**Exercise**
With the material below, print exactly the lines between the line holding "the key (builder)." and the line holding "pub fn with_meta(mut", inclusive. Add nothing else.

**Listed records**
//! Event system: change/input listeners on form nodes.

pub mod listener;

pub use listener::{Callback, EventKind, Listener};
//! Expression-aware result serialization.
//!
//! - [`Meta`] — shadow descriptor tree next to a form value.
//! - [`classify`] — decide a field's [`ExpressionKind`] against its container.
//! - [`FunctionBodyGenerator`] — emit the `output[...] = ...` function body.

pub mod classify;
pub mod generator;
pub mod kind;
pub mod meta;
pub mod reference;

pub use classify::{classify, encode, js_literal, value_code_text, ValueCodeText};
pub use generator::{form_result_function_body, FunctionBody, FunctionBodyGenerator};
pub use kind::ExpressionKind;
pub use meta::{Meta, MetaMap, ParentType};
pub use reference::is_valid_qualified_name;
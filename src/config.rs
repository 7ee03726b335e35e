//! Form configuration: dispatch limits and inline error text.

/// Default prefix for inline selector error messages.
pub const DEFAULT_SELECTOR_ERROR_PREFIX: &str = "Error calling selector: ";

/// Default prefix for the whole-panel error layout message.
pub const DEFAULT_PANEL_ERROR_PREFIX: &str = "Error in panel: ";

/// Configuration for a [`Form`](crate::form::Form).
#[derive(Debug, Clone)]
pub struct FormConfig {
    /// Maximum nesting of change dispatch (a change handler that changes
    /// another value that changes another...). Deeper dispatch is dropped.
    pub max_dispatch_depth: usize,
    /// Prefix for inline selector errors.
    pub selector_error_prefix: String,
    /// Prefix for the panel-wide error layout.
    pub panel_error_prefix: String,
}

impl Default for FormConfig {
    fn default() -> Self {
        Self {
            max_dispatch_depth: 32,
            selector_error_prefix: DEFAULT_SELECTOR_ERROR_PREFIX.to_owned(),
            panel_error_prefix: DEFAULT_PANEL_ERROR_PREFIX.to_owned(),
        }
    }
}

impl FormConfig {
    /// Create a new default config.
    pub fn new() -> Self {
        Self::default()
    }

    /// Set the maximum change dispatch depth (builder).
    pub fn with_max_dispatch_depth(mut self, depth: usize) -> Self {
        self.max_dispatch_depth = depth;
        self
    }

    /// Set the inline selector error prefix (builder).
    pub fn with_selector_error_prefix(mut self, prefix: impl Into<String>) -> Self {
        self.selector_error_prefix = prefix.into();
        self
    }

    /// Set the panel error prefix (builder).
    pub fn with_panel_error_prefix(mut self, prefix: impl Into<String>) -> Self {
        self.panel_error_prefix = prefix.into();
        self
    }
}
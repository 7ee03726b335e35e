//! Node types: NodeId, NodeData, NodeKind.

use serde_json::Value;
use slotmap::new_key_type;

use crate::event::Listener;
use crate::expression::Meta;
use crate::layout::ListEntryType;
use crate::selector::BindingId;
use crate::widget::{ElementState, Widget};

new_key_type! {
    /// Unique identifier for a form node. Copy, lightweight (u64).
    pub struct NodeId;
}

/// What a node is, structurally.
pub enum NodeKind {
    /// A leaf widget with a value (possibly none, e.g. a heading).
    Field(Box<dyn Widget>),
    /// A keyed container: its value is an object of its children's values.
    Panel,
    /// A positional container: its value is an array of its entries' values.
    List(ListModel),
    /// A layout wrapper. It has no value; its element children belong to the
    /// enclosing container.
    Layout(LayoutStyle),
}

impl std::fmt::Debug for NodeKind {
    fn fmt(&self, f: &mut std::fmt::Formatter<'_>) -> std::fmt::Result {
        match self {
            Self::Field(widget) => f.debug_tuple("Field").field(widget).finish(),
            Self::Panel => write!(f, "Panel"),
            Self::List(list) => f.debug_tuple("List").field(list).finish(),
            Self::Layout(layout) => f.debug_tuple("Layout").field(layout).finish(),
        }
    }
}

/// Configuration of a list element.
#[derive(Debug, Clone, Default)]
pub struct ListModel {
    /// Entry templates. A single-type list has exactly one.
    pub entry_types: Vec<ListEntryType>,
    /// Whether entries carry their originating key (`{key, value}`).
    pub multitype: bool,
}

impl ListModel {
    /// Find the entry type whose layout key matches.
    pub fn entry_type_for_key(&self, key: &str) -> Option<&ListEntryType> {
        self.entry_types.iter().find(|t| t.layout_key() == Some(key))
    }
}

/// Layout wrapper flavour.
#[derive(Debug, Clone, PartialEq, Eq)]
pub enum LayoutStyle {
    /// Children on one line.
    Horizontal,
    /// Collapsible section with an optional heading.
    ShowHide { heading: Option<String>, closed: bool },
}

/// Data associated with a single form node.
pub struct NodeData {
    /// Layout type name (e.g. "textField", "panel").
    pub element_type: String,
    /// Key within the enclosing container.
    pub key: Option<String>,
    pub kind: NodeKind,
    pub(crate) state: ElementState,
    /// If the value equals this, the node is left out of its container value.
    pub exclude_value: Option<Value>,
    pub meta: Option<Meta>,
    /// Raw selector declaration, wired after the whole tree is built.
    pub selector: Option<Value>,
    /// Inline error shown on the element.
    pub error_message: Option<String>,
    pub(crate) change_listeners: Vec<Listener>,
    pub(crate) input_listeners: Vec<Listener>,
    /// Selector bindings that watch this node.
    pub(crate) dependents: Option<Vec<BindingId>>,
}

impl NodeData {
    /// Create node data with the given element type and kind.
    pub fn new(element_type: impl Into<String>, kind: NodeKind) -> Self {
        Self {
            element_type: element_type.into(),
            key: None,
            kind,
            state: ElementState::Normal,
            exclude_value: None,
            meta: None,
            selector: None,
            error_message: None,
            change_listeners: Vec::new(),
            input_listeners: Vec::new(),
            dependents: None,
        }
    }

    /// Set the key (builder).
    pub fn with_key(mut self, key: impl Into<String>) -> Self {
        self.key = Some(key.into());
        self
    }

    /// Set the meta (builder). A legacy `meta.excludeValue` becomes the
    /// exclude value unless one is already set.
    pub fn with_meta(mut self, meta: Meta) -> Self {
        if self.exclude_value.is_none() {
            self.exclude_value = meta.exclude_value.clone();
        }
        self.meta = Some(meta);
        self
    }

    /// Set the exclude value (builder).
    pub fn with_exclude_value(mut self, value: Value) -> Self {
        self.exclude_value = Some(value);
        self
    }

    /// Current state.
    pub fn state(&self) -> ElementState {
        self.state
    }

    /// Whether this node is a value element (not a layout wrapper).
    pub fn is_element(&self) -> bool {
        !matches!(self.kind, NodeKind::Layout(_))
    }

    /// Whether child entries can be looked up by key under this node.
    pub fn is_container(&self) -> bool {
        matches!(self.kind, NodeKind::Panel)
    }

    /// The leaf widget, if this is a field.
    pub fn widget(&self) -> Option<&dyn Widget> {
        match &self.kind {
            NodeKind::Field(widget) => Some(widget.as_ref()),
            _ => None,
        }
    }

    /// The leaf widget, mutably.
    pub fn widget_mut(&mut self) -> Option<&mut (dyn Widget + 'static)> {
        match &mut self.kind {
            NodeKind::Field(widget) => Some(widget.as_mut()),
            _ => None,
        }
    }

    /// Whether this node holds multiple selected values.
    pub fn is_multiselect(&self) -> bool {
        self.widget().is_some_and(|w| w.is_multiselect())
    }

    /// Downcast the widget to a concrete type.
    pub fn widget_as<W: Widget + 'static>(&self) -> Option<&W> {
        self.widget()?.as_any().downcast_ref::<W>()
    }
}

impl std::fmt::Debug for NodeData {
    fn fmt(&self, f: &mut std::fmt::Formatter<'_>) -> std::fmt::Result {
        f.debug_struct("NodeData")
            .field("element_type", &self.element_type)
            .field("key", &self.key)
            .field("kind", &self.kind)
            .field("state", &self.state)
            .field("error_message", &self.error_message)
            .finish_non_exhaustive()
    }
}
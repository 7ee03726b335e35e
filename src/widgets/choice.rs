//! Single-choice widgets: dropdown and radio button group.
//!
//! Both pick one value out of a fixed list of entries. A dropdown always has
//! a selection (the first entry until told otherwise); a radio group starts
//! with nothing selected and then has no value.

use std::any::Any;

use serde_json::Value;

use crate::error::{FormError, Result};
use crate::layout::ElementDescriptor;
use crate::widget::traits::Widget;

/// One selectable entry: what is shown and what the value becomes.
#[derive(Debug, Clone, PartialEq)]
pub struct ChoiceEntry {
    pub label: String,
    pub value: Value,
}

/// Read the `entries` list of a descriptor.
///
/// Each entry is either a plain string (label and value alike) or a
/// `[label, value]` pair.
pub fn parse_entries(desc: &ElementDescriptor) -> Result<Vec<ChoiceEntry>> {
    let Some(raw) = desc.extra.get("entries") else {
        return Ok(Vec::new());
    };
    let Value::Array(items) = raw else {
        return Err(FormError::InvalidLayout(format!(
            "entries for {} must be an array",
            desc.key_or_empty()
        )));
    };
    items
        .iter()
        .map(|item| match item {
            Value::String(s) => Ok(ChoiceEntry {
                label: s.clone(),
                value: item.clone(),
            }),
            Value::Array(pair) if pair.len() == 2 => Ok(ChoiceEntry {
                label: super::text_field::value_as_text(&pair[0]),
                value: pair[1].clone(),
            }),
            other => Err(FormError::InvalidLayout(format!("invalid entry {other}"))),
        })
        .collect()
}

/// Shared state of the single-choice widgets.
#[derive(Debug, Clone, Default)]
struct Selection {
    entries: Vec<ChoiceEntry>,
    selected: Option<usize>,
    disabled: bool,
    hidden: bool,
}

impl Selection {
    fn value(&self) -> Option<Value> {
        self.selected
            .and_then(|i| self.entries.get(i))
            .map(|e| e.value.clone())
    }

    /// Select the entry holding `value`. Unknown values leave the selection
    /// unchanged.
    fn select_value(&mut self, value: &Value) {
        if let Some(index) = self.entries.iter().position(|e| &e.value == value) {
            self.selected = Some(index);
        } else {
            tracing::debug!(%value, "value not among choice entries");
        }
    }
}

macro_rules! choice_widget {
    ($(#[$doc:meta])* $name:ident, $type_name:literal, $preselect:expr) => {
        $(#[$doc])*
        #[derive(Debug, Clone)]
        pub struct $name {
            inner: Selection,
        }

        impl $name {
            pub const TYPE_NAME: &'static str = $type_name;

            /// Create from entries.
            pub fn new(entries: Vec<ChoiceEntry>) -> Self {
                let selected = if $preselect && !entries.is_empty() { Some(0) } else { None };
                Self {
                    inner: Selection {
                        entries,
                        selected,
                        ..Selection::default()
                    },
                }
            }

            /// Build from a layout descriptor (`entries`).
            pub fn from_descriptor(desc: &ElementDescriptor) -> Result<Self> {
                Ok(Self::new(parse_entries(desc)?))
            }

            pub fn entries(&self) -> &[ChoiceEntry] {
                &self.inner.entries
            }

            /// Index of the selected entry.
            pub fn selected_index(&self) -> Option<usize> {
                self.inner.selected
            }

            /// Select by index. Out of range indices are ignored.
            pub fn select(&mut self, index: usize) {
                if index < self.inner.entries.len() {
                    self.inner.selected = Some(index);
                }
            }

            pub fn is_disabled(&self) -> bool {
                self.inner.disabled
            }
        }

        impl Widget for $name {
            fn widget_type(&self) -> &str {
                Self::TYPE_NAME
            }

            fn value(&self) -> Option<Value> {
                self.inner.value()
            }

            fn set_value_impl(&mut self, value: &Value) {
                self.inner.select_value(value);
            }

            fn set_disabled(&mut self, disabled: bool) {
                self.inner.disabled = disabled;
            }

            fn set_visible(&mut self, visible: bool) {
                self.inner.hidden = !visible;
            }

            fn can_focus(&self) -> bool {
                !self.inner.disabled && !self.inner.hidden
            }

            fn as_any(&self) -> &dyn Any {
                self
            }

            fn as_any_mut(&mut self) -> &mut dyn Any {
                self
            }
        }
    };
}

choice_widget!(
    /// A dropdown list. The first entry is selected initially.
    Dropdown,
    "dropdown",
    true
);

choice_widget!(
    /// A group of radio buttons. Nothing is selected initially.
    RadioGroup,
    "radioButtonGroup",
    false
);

**Answer to this task**
    /// Set the key (builder).
    pub fn with_key(mut self, key: impl Into<String>) -> Self {
        self.key = Some(key.into());
        self
    }

    /// Set the meta (builder). A legacy `meta.excludeValue` becomes the
    /// exclude value unless one is already set.
    pub fn with_meta(mut self, meta: Meta) -> Self {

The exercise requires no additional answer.